一般社団法人 Get in touch 代表という側面があります。 多様性社会を目指して、アート、音楽、映像、舞台などのエンターテーメントを通じて、私たちは多種多様な人たちと暮らしているんですよという事を、見える化、可視化、体現化する活動をしています。 舞台を作ったり、映像制作をしたり、アート展を開いたり、障害の有るアーティストの作品と企業さんを結び付けて商品開発をしたり、音楽を作っていろいろなアーティストに歌ってもらったり、沢山のコンテンツを展開しています。 報道番組からこの世界に入りました。 政治と報道は困った人のためにあるんだよと或る人から教えてもらいました。 白血病などの患者さんのための治療法である骨髄移植のための骨髄バンクを知ってもらうための活動からスタートしました。(33年前)
白血病の18歳の少年のテレビ番組を見て、いろいろ考えてしまって自分は芸能界にいる意味があるのかなあとか考えました。 最初はポスターを作りました。 活動を続ける中で患者さんとそのご家族、ご遺族の方とつながりが出来て、全国各地でいろいろなことをする様になりました。 1999年からドイツ国際平和村と携わるようになりました。 ライフワークにしようと思って今も続いています。 戦争で傷ついた子供たちを救う団体と一緒に活動しています。 始めた当時は芸能人としてデメリットしかありませんでした。
2011年から一般社団法人 Get in touchを立ち上げました。 東日本大震災があり被災地の避難所が日本の縮図でした。 普段から生きづらさを感じている人たちが不安に陥りました。 いざと言う時に支え合う社会作りだと思っていたが、こういう時に置いてきぼりになってしまう人がいるという事は寂しいなあと思いました。 社会的弱者が避難所に入ることを遠慮したり、躊躇したり、十分な救援物資が入手できなかったりしたんです。 企業、福祉団体、政治家等々とつながった方がいいんだなと思いました。 東日本以外の障害の有る人たちが自分たちも役に立ちたいと、彼らが描いた絵を東京で売って福祉施設にお金を送るとか、といったやり方を始めました。(今でも続いている。)
企業とかほかの団体ともつなげてゆきました。 Get in touchは訳としては「報告する・」ですが、感覚的には「繋がりましょう・」と言う感じです。 今は企業さんとかとも繋がり易い時代になりました。 巻き込んでいきたい、自分事としてほしいということです。 多様性などと言うと遠いい感じがするので、「まぜこぜの社会」という表現にしています。 浅く広く緩く依存しあう方が自立できるので、皆で頼り合うという事です。 それをエンターテーメントで拡げて行っています。 笑いが重要です。 最後には見ている人がこれでいいのかなあともやもやして貰う。

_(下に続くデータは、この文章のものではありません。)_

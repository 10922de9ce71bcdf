//! Error types for the indra-extremes crate.

use indra_grid::GridError;

/// Error type for all fallible operations in the indra-extremes crate.
#[derive(Debug, Clone, thiserror::Error)]
pub enum ExtremesError {
    /// Returned when a precipitation threshold is negative or non-finite.
    #[error("invalid threshold: {value} mm (must be finite and non-negative)")]
    InvalidThreshold {
        /// The rejected threshold.
        value: f64,
    },

    /// Returned when a percentile is outside (0, 1).
    #[error("invalid percentile: {value} (must be in (0, 1))")]
    InvalidPercentile {
        /// The rejected percentile.
        value: f64,
    },

    /// Returned when a reference year range misses the time axis entirely.
    #[error("reference period {start}-{end} has no overlap with the record")]
    NoReferenceOverlap {
        /// First reference year.
        start: i32,
        /// Last reference year.
        end: i32,
    },

    /// Propagated grid construction failure.
    #[error(transparent)]
    Grid(#[from] GridError),
}

#[cfg(test)]
mod tests {
    use super::*;

    #[test]
    fn error_invalid_threshold() {
        let e = ExtremesError::InvalidThreshold { value: -1.0 };
        assert_eq!(
            e.to_string(),
            "invalid threshold: -1 mm (must be finite and non-negative)"
        );
    }

    #[test]
    fn error_invalid_percentile() {
        let e = ExtremesError::InvalidPercentile { value: 95.0 };
        assert_eq!(e.to_string(), "invalid percentile: 95 (must be in (0, 1))");
    }

    #[test]
    fn error_no_reference_overlap() {
        let e = ExtremesError::NoReferenceOverlap {
            start: 1900,
            end: 1910,
        };
        assert_eq!(
            e.to_string(),
            "reference period 1900-1910 has no overlap with the record"
        );
    }

    #[test]
    fn error_is_std_error_send_sync() {
        fn assert_impl<T: std::error::Error + Send + Sync>() {}
        assert_impl::<ExtremesError>();
    }
}
//! Error types for the indra-grid crate.

/// Error type for all fallible operations in the indra-grid crate.
///
/// Shape and axis violations indicate a construction bug upstream, not a
/// data-quality issue, and are always raised to the caller.
#[derive(Debug, Clone, thiserror::Error)]
pub enum GridError {
    /// Returned when a coordinate vector is empty.
    #[error("coordinate axis '{axis}' is empty")]
    EmptyAxis {
        /// Name of the offending axis.
        axis: &'static str,
    },

    /// Returned when the value cube does not match the coordinate axes.
    #[error(
        "value cube shape {got:?} does not match axes (time={n_time}, lat={n_lat}, lon={n_lon})"
    )]
    ShapeMismatch {
        /// Length of the time axis.
        n_time: usize,
        /// Length of the latitude axis.
        n_lat: usize,
        /// Length of the longitude axis.
        n_lon: usize,
        /// Actual shape of the value cube.
        got: [usize; 3],
    },

    /// Returned when timestamps are not strictly increasing.
    #[error("time axis is not strictly increasing at index {index}")]
    UnsortedTime {
        /// Index of the first out-of-order timestamp.
        index: usize,
    },

    /// Returned when a season name cannot be parsed.
    #[error("unknown season '{name}' (expected winter, pre-monsoon, monsoon or post-monsoon)")]
    UnknownSeason {
        /// The unrecognised name.
        name: String,
    },
}
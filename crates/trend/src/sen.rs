//! Sen's slope estimator.

/// Median of all pairwise slopes `(x[j] - x[i]) / (j - i)` for `i < j`.
///
/// Expects a finite series (the caller drops missing values first);
/// positions refer to the compacted series. Returns NaN for fewer than
/// 2 values.
pub(crate) fn sen_slope(x: &[f64]) -> f64 {
    let n = x.len();
    if n < 2 {
        return f64::NAN;
    }
    let mut slopes = Vec::with_capacity(n * (n - 1) / 2);
    for i in 0..n {
        for j in (i + 1)..n {
            slopes.push((x[j] - x[i]) / (j - i) as f64);
        }
    }
    indra_stats::median(&slopes).unwrap_or(f64::NAN)
}

#[cfg(test)]
mod tests {
    use super::*;
    use approx::assert_relative_eq;

    #[test]
    fn linear_series_recovers_rate() {
        let x: Vec<f64> = (0..10).map(|i| 3.0 + 1.5 * i as f64).collect();
        assert_relative_eq!(sen_slope(&x), 1.5);
    }

    #[test]
    fn constant_series_zero() {
        assert_relative_eq!(sen_slope(&[4.0, 4.0, 4.0, 4.0]), 0.0);
    }

    #[test]
    fn robust_to_single_outlier() {
        // One wild value barely moves the median of pairwise slopes.
        let mut x: Vec<f64> = (0..20).map(|i| i as f64).collect();
        x[10] = 500.0;
        let slope = sen_slope(&x);
        assert_relative_eq!(slope, 1.0, epsilon = 0.1);
    }

    #[test]
    fn short_input_nan() {
        assert!(sen_slope(&[1.0]).is_nan());
        assert!(sen_slope(&[]).is_nan());
    }
}
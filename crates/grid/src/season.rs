//! Meteorological seasons of the analysis region.

use std::fmt;
use std::str::FromStr;

use crate::error::GridError;

/// Seasonal month windows. Winter straddles the calendar-year boundary and
/// needs [`crate::Grid::hydrological_year_shift`] before yearly binning.
#[derive(Debug, Clone, Copy, PartialEq, Eq)]
pub enum Season {
    /// December through February.
    Winter,
    /// March through May.
    PreMonsoon,
    /// June through September.
    Monsoon,
    /// October and November.
    PostMonsoon,
}

impl Season {
    /// All seasons, in annual order.
    pub const ALL: [Season; 4] = [
        Season::Winter,
        Season::PreMonsoon,
        Season::Monsoon,
        Season::PostMonsoon,
    ];

    /// Calendar months (1..=12) belonging to the season.
    pub fn months(&self) -> &'static [u8] {
        match self {
            Season::Winter => &[12, 1, 2],
            Season::PreMonsoon => &[3, 4, 5],
            Season::Monsoon => &[6, 7, 8, 9],
            Season::PostMonsoon => &[10, 11],
        }
    }

    /// Whether the season spans the calendar-year boundary, requiring the
    /// hydrological-year shift before grouping by year.
    pub fn spans_year_boundary(&self) -> bool {
        matches!(self, Season::Winter)
    }
}

impl fmt::Display for Season {
    fn fmt(&self, f: &mut fmt::Formatter<'_>) -> fmt::Result {
        let name = match self {
            Season::Winter => "winter",
            Season::PreMonsoon => "pre-monsoon",
            Season::Monsoon => "monsoon",
            Season::PostMonsoon => "post-monsoon",
        };
        f.write_str(name)
    }
}

impl FromStr for Season {
    type Err = GridError;

    fn from_str(s: &str) -> Result<Self, Self::Err> {
        match s.to_ascii_lowercase().as_str() {
            "winter" => Ok(Season::Winter),
            "pre-monsoon" | "premonsoon" => Ok(Season::PreMonsoon),
            "monsoon" => Ok(Season::Monsoon),
            "post-monsoon" | "postmonsoon" => Ok(Season::PostMonsoon),
            _ => Err(GridError::UnknownSeason {
                name: s.to_string(),
            }),
        }
    }
}

#[cfg(test)]
mod tests {
    use super::*;

    #[test]
    fn months_cover_the_year_once() {
        let mut all: Vec<u8> = Season::ALL.iter().flat_map(|s| s.months()).copied().collect();
        all.sort_unstable();
        assert_eq!(all, (1..=12).collect::<Vec<u8>>());
    }

    #[test]
    fn only_winter_spans_boundary() {
        assert!(Season::Winter.spans_year_boundary());
        assert!(!Season::Monsoon.spans_year_boundary());
        assert!(!Season::PreMonsoon.spans_year_boundary());
        assert!(!Season::PostMonsoon.spans_year_boundary());
    }

    #[test]
    fn parse_round_trip() {
        for s in Season::ALL {
            assert_eq!(s.to_string().parse::<Season>().unwrap(), s);
        }
    }

    #[test]
    fn parse_is_case_insensitive() {
        assert_eq!("Winter".parse::<Season>().unwrap(), Season::Winter);
        assert_eq!("PreMonsoon".parse::<Season>().unwrap(), Season::PreMonsoon);
    }

    #[test]
    fn parse_unknown_errors() {
        let err = "summer".parse::<Season>().unwrap_err();
        assert!(err.to_string().contains("unknown season 'summer'"));
    }
}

夫も難病になってしまいましたが、最初の2年間は病名が判りませんでした。 身体が思うように動かなくなってしまいました。 1年ちょっと寝たきりになりました。 病名(ジストニア)がわかりましたが、治療法はないと言われて、対処法で回復していきましょうと言われました。 今は車椅子で移動できます。 車の運転も出来ます。 仕事にも行けるようにもなりました。 人生順風満帆などないという事は活動のなかからは知っていました。 或る程度の覚悟があってよかったと思います。 人間は凄い回復力があるということは信じています。 冷静な覚悟と冷静な希望ですね。 私も出血性胃潰瘍になっています。 普段の生活の不摂生と直ぐに病院に行かなかったことです。(コロナ禍) 大きな仕事が入っていて、入院中に電話、オンライン会議して、家事もしなくていいので集中して仕事が出来ました。(東京オリンピックパラリンピック文化プログラム)
東京オリンピックパラリンピック文化プログラムについて実際にやってみるとすごく大変でした。 ありとあらゆるマイノリティーと呼ばれる特性のあるプロのパフォーマー、アーティストの人たちです。 何か月間も会議をして、メチャクチャ勉強になりました。 説得したり譲歩もしたりしました。 彼らの活躍するチャンスが増えました。 「妖怪まぜこぜ大百科」と言う本を出しました。 妖怪を使って、いろいろな社会課題を述べさせています。 映画 「まぜこぜ一座殺人事件~まつりのあとのあとのまつり」と言う映画に私も出演しています。 人に役立つ社会を作ろうという風に思っています。